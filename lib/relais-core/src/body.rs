//! Request payloads and JSON (de)serialization helpers.

use bytes::Bytes;

use crate::Result;

/// A request payload, before or after serialization.
///
/// Endpoints typically hand the pipeline a [`Body::Json`] value; the JSON
/// codec middleware turns it into [`Body::Bytes`] before the transport sees
/// the request.
#[derive(Debug, Clone, Default, PartialEq)]
pub enum Body {
    /// No payload.
    #[default]
    Empty,
    /// A wire-ready payload.
    Bytes(Bytes),
    /// A structured payload awaiting serialization.
    Json(serde_json::Value),
}

impl Body {
    /// Create a JSON body from any serializable value.
    ///
    /// # Errors
    ///
    /// Returns an error if the value cannot be represented as JSON.
    pub fn json<T: serde::Serialize>(value: &T) -> Result<Self> {
        Ok(Self::Json(serde_json::to_value(value)?))
    }

    /// Returns `true` if there is no payload.
    #[must_use]
    pub const fn is_empty(&self) -> bool {
        matches!(self, Self::Empty)
    }

    /// The wire-ready bytes, if already serialized.
    #[must_use]
    pub const fn as_bytes(&self) -> Option<&Bytes> {
        match self {
            Self::Bytes(bytes) => Some(bytes),
            Self::Empty | Self::Json(_) => None,
        }
    }
}

impl From<Bytes> for Body {
    fn from(bytes: Bytes) -> Self {
        Self::Bytes(bytes)
    }
}

impl From<serde_json::Value> for Body {
    fn from(value: serde_json::Value) -> Self {
        Self::Json(value)
    }
}

/// Serialize a value to JSON bytes.
///
/// # Errors
///
/// Returns an error if JSON serialization fails.
pub fn to_json<T: serde::Serialize>(value: &T) -> Result<Bytes> {
    serde_json::to_vec(value)
        .map(Bytes::from)
        .map_err(Into::into)
}

/// Deserialize JSON bytes to a value with path-aware error messages.
///
/// Uses `serde_path_to_error` so a failure names the exact field that did
/// not deserialize (e.g., "user.plan.name").
///
/// # Errors
///
/// Returns an error if JSON deserialization fails.
pub fn from_json<T: serde::de::DeserializeOwned>(bytes: &[u8]) -> Result<T> {
    let mut deserializer = serde_json::Deserializer::from_slice(bytes);
    serde_path_to_error::deserialize(&mut deserializer).map_err(|e| {
        crate::Error::json_deserialization(e.path().to_string(), e.inner().to_string())
    })
}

- Task prompt
Wherever "fails" appears in the listing, report the line it is on.

- Finished task
/// Returns an error if JSON serialization fails.
/// Returns an error if JSON deserialization fails.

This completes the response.